In [1]:
import os
from typing import Optional
import timeit
import itertools

import scipy
import numpy as np
import pandas as pd

import networkx as nx
import matplotlib

from sklearn.preprocessing import OneHotEncoder

import torch
from torch_geometric.data import HeteroData


print(scipy.__version__)
print(matplotlib.__version__)
print(nx.__version__)

1.7.3
3.6.2
2.8.4


In [2]:
def complete_graph(input_path) -> nx.Graph:
    """
    Compile all edgelists in input_path directory into a nx.Graph instance.

    :param input_path: Directory containing the edgelists to compile.
    :return: Complete graph specified by the edgelists.
    """
    edgelists = [qf for qf in os.listdir(input_path)
                 if qf.endswith('.edgelist') and not qf.startswith('_')]
    g = None

    print('loading edgelists...')
    for eg in edgelists:
        print('- ' + eg)
        h = nx.read_edgelist(os.path.join(input_path, eg), nodetype=str, create_using=nx.DiGraph(), delimiter=' ')
        for edge in h.edges():
            h[edge[0]][edge[1]]['weight'] = 1

        g = h if g is None else nx.compose(g, h)

    g = g.to_undirected()

    print('Nodes: %d' % nx.number_of_nodes(g))
    print('Edges: %d' % nx.number_of_edges(g))
    return g


In [3]:
G = complete_graph(".\slac\embeddings\Test Edgelists")

loading edgelists...
- full_edgelist.edgelist
- notes.edgelist
- program.edgelist
- tempo.edgelist
- time.signature.edgelist
Nodes: 2703
Edges: 19366


In [4]:
nodes = pd.DataFrame((list(G.nodes)), columns=['name'])
edges = pd.DataFrame(np.array(list(G.edges)), columns=['source', 'target'])

In [5]:
note_groups = [n for n in nodes['name'] if n[0] == 'g' and n[1] in [str(i) for i in range(10)] + ['-'] ]
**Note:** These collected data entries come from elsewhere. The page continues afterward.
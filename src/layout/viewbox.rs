//! Source rectangle of each icon, in glyph space

use crate::font_source::{FontBuilder, FontMetrics, GlyphId};
use crate::geometry::rect_from_corner;
use kurbo::Rect;
use tracing::debug;

/// Remap a declared SVG rectangle (origin top-left, +y down) into glyph
/// space (origin on the baseline, +y up). The SVG origin sits at the ascent.
pub fn svg_to_glyph_space(declared: Rect, metrics: &FontMetrics) -> Rect {
    let height = declared.height();
    let min_y = metrics.ascent - (declared.y0 + height);
    rect_from_corner(declared.x0, min_y, declared.width(), height)
}

/// The viewbox used for scaling and alignment.
///
/// A usable declared rectangle wins; otherwise the imported outline's
/// bounding box is used, which is already in glyph space. An empty outline
/// without a declared rectangle yields a zero rectangle at the origin.
pub fn resolve_viewbox<B: FontBuilder>(
    builder: &B,
    glyph: GlyphId,
    declared: Option<Rect>,
    metrics: &FontMetrics,
) -> Rect {
    match declared.filter(|rect| rect.area() > 0.0) {
        Some(declared) => {
            let viewbox = svg_to_glyph_space(declared, metrics);
            debug!("declared viewbox {:?} adjusted to {:?}", declared, viewbox);
            viewbox
        }
        None => {
            let bbox = builder.bounding_box(glyph).unwrap_or(Rect::ZERO);
            debug!("no usable viewbox, using outline bounds {:?}", bbox);
            bbox
        }
    }
}

#[cfg(test)]
mod tests {
    use super::*;
    use crate::font_source::MemoryFont;
    use kurbo::BezPath;

    fn metrics() -> FontMetrics {
        FontMetrics::new(1000, Some(800), Some(200))
    }

    #[test]
    fn test_declared_viewbox_is_flipped_below_ascent() {
        let declared = Rect::new(0.0, 0.0, 24.0, 24.0);
        assert_eq!(
            svg_to_glyph_space(declared, &metrics()),
            Rect::new(0.0, 776.0, 24.0, 800.0)
        );
    }

    #[test]
    fn test_declared_offset_is_respected() {
        // min_y from the top shifts the box further down
        let declared = Rect::new(5.0, 10.0, 105.0, 60.0);
        assert_eq!(
            svg_to_glyph_space(declared, &metrics()),
            Rect::new(5.0, 740.0, 105.0, 790.0)
        );
    }

    #[test]
    fn test_missing_viewbox_falls_back_to_outline_bounds() {
        let mut font = MemoryFont::new();
        let mut path = BezPath::new();
        path.move_to((10.0, 20.0));
        path.line_to((110.0, 20.0));
        path.line_to((110.0, 70.0));
        path.close_path();
        font.register("icon.svg", vec![path]);

        let id = font.glyph(0xEA01, "icon");
        font.import_outline(id, std::path::Path::new("icon.svg")).unwrap();

        assert_eq!(
            resolve_viewbox(&font, id, None, &metrics()),
            Rect::new(10.0, 20.0, 110.0, 70.0)
        );
        // A degenerate declared box is treated as missing
        assert_eq!(
            resolve_viewbox(&font, id, Some(Rect::new(0.0, 0.0, 0.0, 10.0)), &metrics()),
            Rect::new(10.0, 20.0, 110.0, 70.0)
        );
    }

    #[test]
    fn test_empty_outline_without_viewbox_is_zero() {
        let mut font = MemoryFont::new();
        let id = font.glyph(0xEA01, "blank");
        assert_eq!(resolve_viewbox(&font, id, None, &metrics()), Rect::ZERO);
    }
}
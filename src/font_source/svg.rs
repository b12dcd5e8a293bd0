//! SVG outline import
//!
//! Reads the filled shapes of an SVG document into kurbo paths and moves
//! them into glyph space: the SVG origin lands on `(0, ascent)` and the
//! y axis is flipped so that +y points up. No scaling is applied.

use crate::core::errors::ImportError;
use crate::geometry::rect_from_corner;
use kurbo::{Affine, BezPath, Circle, Ellipse, Point, Rect, RoundedRect, Shape};
use roxmltree::{Document, Node};
use std::path::Path;
use tracing::debug;

/// Flattening tolerance used when converting circles and ellipses to paths
const SHAPE_TOLERANCE: f64 = 0.1;

/// Containers whose children are never painted directly
const NON_RENDERED: &[&str] = &["defs", "clipPath", "mask", "symbol", "pattern", "marker"];

/// Read an SVG file and return its outlines in glyph coordinates
pub fn import_svg_outline(path: &Path, ascent: f64) -> Result<Vec<BezPath>, ImportError> {
    let text = std::fs::read_to_string(path).map_err(|source| ImportError::Read {
        path: path.to_path_buf(),
        source,
    })?;
    parse_svg_outline(&text, ascent).map_err(|message| ImportError::Parse {
        path: path.to_path_buf(),
        message,
    })
}

/// Parse SVG text into outlines in glyph coordinates
pub fn parse_svg_outline(text: &str, ascent: f64) -> Result<Vec<BezPath>, String> {
    let doc = Document::parse(text).map_err(|e| e.to_string())?;
    let to_glyph_space = Affine::new([1.0, 0.0, 0.0, -1.0, 0.0, ascent]);

    let mut paths = Vec::new();
    for node in doc.root_element().descendants().filter(Node::is_element) {
        if node
            .ancestors()
            .any(|ancestor| NON_RENDERED.contains(&ancestor.tag_name().name()))
        {
            continue;
        }

        let Some(mut path) = element_path(node)? else {
            continue;
        };

        path.apply_affine(to_glyph_space * accumulated_transform(node)?);
        paths.push(path);
    }

    debug!("Imported {} SVG paths", paths.len());
    Ok(paths)
}

/// The declared drawing area of an SVG document, in SVG coordinates.
///
/// Uses `viewBox` when it has four numbers, otherwise `width`/`height` with
/// the origin at zero. Returns `None` when neither is usable.
pub fn declared_viewbox(text: &str) -> Option<Rect> {
    let doc = Document::parse(text).ok()?;
    let root = doc.root_element();

    if let Some(view_box) = root.attribute("viewBox") {
        let parts = parse_numbers(view_box).ok()?;
        if let [x, y, width, height] = parts[..] {
            return Some(rect_from_corner(x, y, width, height));
        }
    }

    let width = root.attribute("width").and_then(parse_length)?;
    let height = root.attribute("height").and_then(parse_length)?;
    Some(rect_from_corner(0.0, 0.0, width, height))
}

fn element_path(node: Node<'_, '_>) -> Result<Option<BezPath>, String> {
    let number = |name: &str| node.attribute(name).and_then(parse_length).unwrap_or(0.0);

    let path = match node.tag_name().name() {
        "path" => {
            let Some(data) = node.attribute("d") else {
                return Ok(None);
            };
            BezPath::from_svg(data).map_err(|e| format!("invalid path data: {e}"))?
        }
        "rect" => {
            let (x, y) = (number("x"), number("y"));
            let (width, height) = (number("width"), number("height"));
            if width <= 0.0 || height <= 0.0 {
                return Ok(None);
            }
            let radius = number("rx").max(number("ry"));
            if radius > 0.0 {
                RoundedRect::new(x, y, x + width, y + height, radius).to_path(SHAPE_TOLERANCE)
            } else {
                Rect::new(x, y, x + width, y + height).to_path(SHAPE_TOLERANCE)
            }
        }
        "circle" => {
            let radius = number("r");
            if radius <= 0.0 {
                return Ok(None);
            }
            Circle::new(Point::new(number("cx"), number("cy")), radius).to_path(SHAPE_TOLERANCE)
        }
        "ellipse" => {
            let (rx, ry) = (number("rx"), number("ry"));
            if rx <= 0.0 || ry <= 0.0 {
                return Ok(None);
            }
            Ellipse::new(Point::new(number("cx"), number("cy")), (rx, ry), 0.0)
                .to_path(SHAPE_TOLERANCE)
        }
        "polygon" | "polyline" => {
            let coords = parse_numbers(node.attribute("points").unwrap_or(""))?;
            let mut points = coords.chunks_exact(2).map(|pair| Point::new(pair[0], pair[1]));
            let Some(first) = points.next() else {
                return Ok(None);
            };
            let mut path = BezPath::new();
            path.move_to(first);
            for point in points {
                path.line_to(point);
            }
            path.close_path();
            path
        }
        _ => return Ok(None),
    };

    Ok(Some(path))
}

/// Product of the `transform` attributes from the root down to `node`
fn accumulated_transform(node: Node<'_, '_>) -> Result<Affine, String> {
    let chain: Vec<Node<'_, '_>> = node.ancestors().filter(Node::is_element).collect();

    chain.iter().rev().try_fold(Affine::IDENTITY, |acc, element| {
        match element.attribute("transform") {
            Some(transform) => Ok(acc * parse_transform(transform)?),
            None => Ok(acc),
        }
    })
}

/// Parse an SVG transform list such as `translate(10 20) scale(2)`
fn parse_transform(text: &str) -> Result<Affine, String> {
    let mut result = Affine::IDENTITY;
    let mut rest = text.trim();

    while !rest.is_empty() {
        let open = rest
            .find('(')
            .ok_or_else(|| format!("malformed transform '{text}'"))?;
        let close = rest[open..]
            .find(')')
            .map(|offset| open + offset)
            .ok_or_else(|| format!("malformed transform '{text}'"))?;
        let name = rest[..open].trim().trim_start_matches(',').trim();
        let args = parse_numbers(&rest[open + 1..close])?;

        let step = match (name, args.as_slice()) {
            ("matrix", [a, b, c, d, e, f]) => Affine::new([*a, *b, *c, *d, *e, *f]),
            ("translate", [x]) => Affine::translate((*x, 0.0)),
            ("translate", [x, y]) => Affine::translate((*x, *y)),
            ("scale", [s]) => Affine::scale(*s),
            ("scale", [sx, sy]) => Affine::scale_non_uniform(*sx, *sy),
            ("rotate", [angle]) => Affine::rotate(angle.to_radians()),
            ("rotate", [angle, cx, cy]) => {
                Affine::rotate_about(angle.to_radians(), Point::new(*cx, *cy))
            }
            ("skewX", [angle]) => Affine::skew(angle.to_radians().tan(), 0.0),
            ("skewY", [angle]) => Affine::skew(0.0, angle.to_radians().tan()),
            _ => return Err(format!("unsupported transform '{name}' in '{text}'")),
        };

        result *= step;
        rest = rest[close + 1..].trim_start();
    }

    Ok(result)
}

fn parse_numbers(text: &str) -> Result<Vec<f64>, String> {
    text.split(|c: char| c.is_whitespace() || c == ',')
        .filter(|part| !part.is_empty())
        .map(|part| {
            part.parse::<f64>()
                .map_err(|_| format!("'{part}' is not a number"))
        })
        .collect()
}

fn parse_length(text: &str) -> Option<f64> {
    text.trim()
        .trim_end_matches("px")
        .parse::<f64>()
        .ok()
        .filter(|value| value.is_finite())
}

#[cfg(test)]
mod tests {
    use super::*;

    fn bbox(paths: &[BezPath]) -> Rect {
        paths
            .iter()
            .map(|path| path.bounding_box())
            .reduce(|a, b| a.union(b))
            .unwrap()
    }

    #[test]
    fn test_viewbox_attribute() {
        let svg = r#"<svg xmlns="http://www.w3.org/2000/svg" viewBox="0 0 24 16"></svg>"#;
        assert_eq!(declared_viewbox(svg), Some(Rect::new(0.0, 0.0, 24.0, 16.0)));

        let svg = r#"<svg viewBox="2,4,10,20"></svg>"#;
        assert_eq!(declared_viewbox(svg), Some(Rect::new(2.0, 4.0, 12.0, 24.0)));
    }

    #[test]
    fn test_viewbox_falls_back_to_width_height() {
        let svg = r#"<svg width="32px" height="48"></svg>"#;
        assert_eq!(declared_viewbox(svg), Some(Rect::new(0.0, 0.0, 32.0, 48.0)));
    }

    #[test]
    fn test_viewbox_missing_or_malformed() {
        assert_eq!(declared_viewbox(r#"<svg></svg>"#), None);
        assert_eq!(declared_viewbox(r#"<svg viewBox="0 0 a b"></svg>"#), None);
        assert_eq!(declared_viewbox("not xml"), None);
    }

    #[test]
    fn test_path_is_flipped_into_glyph_space() {
        let svg = r#"<svg viewBox="0 0 100 100"><path d="M10 10 L90 10 L90 40 Z"/></svg>"#;
        let paths = parse_svg_outline(svg, 800.0).unwrap();
        assert_eq!(paths.len(), 1);
        assert_eq!(bbox(&paths), Rect::new(10.0, 760.0, 90.0, 790.0));
    }

    #[test]
    fn test_group_transforms_accumulate() {
        let svg = r#"<svg>
            <g transform="translate(100 0)">
                <rect x="0" y="0" width="10" height="10" transform="scale(2)"/>
            </g>
        </svg>"#;
        let paths = parse_svg_outline(svg, 0.0).unwrap();
        assert_eq!(bbox(&paths), Rect::new(100.0, -20.0, 120.0, 0.0));
    }

    #[test]
    fn test_defs_are_not_imported() {
        let svg = r#"<svg>
            <defs><circle cx="5" cy="5" r="5"/></defs>
            <polygon points="0,0 10,0 10,10"/>
        </svg>"#;
        let paths = parse_svg_outline(svg, 10.0).unwrap();
        assert_eq!(paths.len(), 1);
    }

    #[test]
    fn test_empty_document_has_no_paths() {
        let paths = parse_svg_outline(r#"<svg viewBox="0 0 10 10"></svg>"#, 800.0).unwrap();
        assert!(paths.is_empty());
    }

    #[test]
    fn test_bad_path_data_is_an_error() {
        let svg = r#"<svg><path d="M 10 10 Q"/></svg>"#;
        assert!(parse_svg_outline(svg, 800.0).is_err());
    }

    #[test]
    fn test_transform_parser() {
        let m = parse_transform("translate(10, 20) scale(2)").unwrap();
        assert_eq!(m * Point::new(1.0, 1.0), Point::new(12.0, 22.0));
        assert!(parse_transform("perspective(3)").is_err());
    }

    #[test]
    fn test_unbalanced_transform_is_an_error() {
        for transform in [")(", "scale)2(", "scale(2", "translate(1) )"] {
            assert!(parse_transform(transform).is_err(), "{transform}");
        }
        let svg = r#"<svg><rect width="10" height="10" transform=")("/></svg>"#;
        assert!(parse_svg_outline(svg, 800.0).is_err());
    }
}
not_group_nodes = [n for n in nodes['name'] if n not in note_groups]

url = [n for n in not_group_nodes if n[:4] == 'http']
program_nodes = []
note_nodes = []
for u in url:
    if "programs" in u:
        program_nodes.append(u)
    elif "notes" in u:
        note_nodes.append(u)
    else:
        print(u)

name_nodes = [n for n in not_group_nodes if n[0] == '-']
dur_nodes = [n for n in not_group_nodes if n[:3] == 'dur']
vel_nodes = [n for n in not_group_nodes if n[:3] == 'vel']
time_nodes = [n for n in not_group_nodes if n[:4] == 'time']
tempo_nodes = [n for n in not_group_nodes if n not in set(dur_nodes).union(vel_nodes, time_nodes, name_nodes, url)]

tempo_nodes

['11', '6', '9']

In [6]:
node_categories = {"note_group": note_groups,
                    "pitch": note_nodes,
                    "program": program_nodes,
                    "MIDI": name_nodes,
                    "duration": dur_nodes,
                    "velocity": vel_nodes,
                    "time_sig": time_nodes,
                    "tempo": tempo_nodes
                   }

node_categories.keys()

dict_keys(['note_group', 'pitch', 'program', 'MIDI', 'duration', 'velocity', 'time_sig', 'tempo'])

In [7]:
main_edge_types = ["MIDI__has__tempo",
                   "MIDI__in__time_sig",
                   "MIDI__has__program",
                   "MIDI__has__note_group",
                   "note_group__has__velocity",
                   "note_group__has__duration",
                   "note_group__contains__pitch"]



In [8]:
def reverse_edge(df: pd.DataFrame, row: int, inplace: bool = False) -> Optional[pd.DataFrame]:
    """Reverse the source and target of a single edge(row) in the edge dataframe."""
    if inplace:
        df.iloc[row]['source'], df.iloc[row]['target'] = df.iloc[row]['target'], df.iloc[row]['source']
        return None
    elif not inplace:
        tmp = df.copy()
        tmp.iloc[row]['source'], tmp.iloc[row]['target'] = tmp.iloc[row]['target'], tmp.iloc[row]['source']
        return tmp


def format_edge_name(source: str, target: str) -> str:
    """Combine source and target names in the correct form."""
    edge_name = ""

    if source == "MIDI":
        if target == "tempo":
            edge_name = source + "__has__" + target
        elif target == "time_sig":
            edge_name = source + "__in__" + target
        elif target == "program":
            edge_name = source + "__has__" + target
        elif target == "note_group":
            edge_name = source + "__has__" + target
    elif source == "note_group":
        if target == "velocity":
            edge_name = source + "__has__" + target
        elif target == "duration":
            edge_name = source + "__has__" + target
        elif target == "pitch":
            edge_name = source + "__contains__" + target
    else:
        edge_name = source + "__?__" + target
        print("Not known edge detected: " + edge_name)
        return edge_name

    return edge_name


In [9]:
def add_node_type(nodes_df: pd.DataFrame, node_cat: dict) -> pd.DataFrame:
    """
    Return input node Dataframe with a new column named "node_type", which specifies the type of the node.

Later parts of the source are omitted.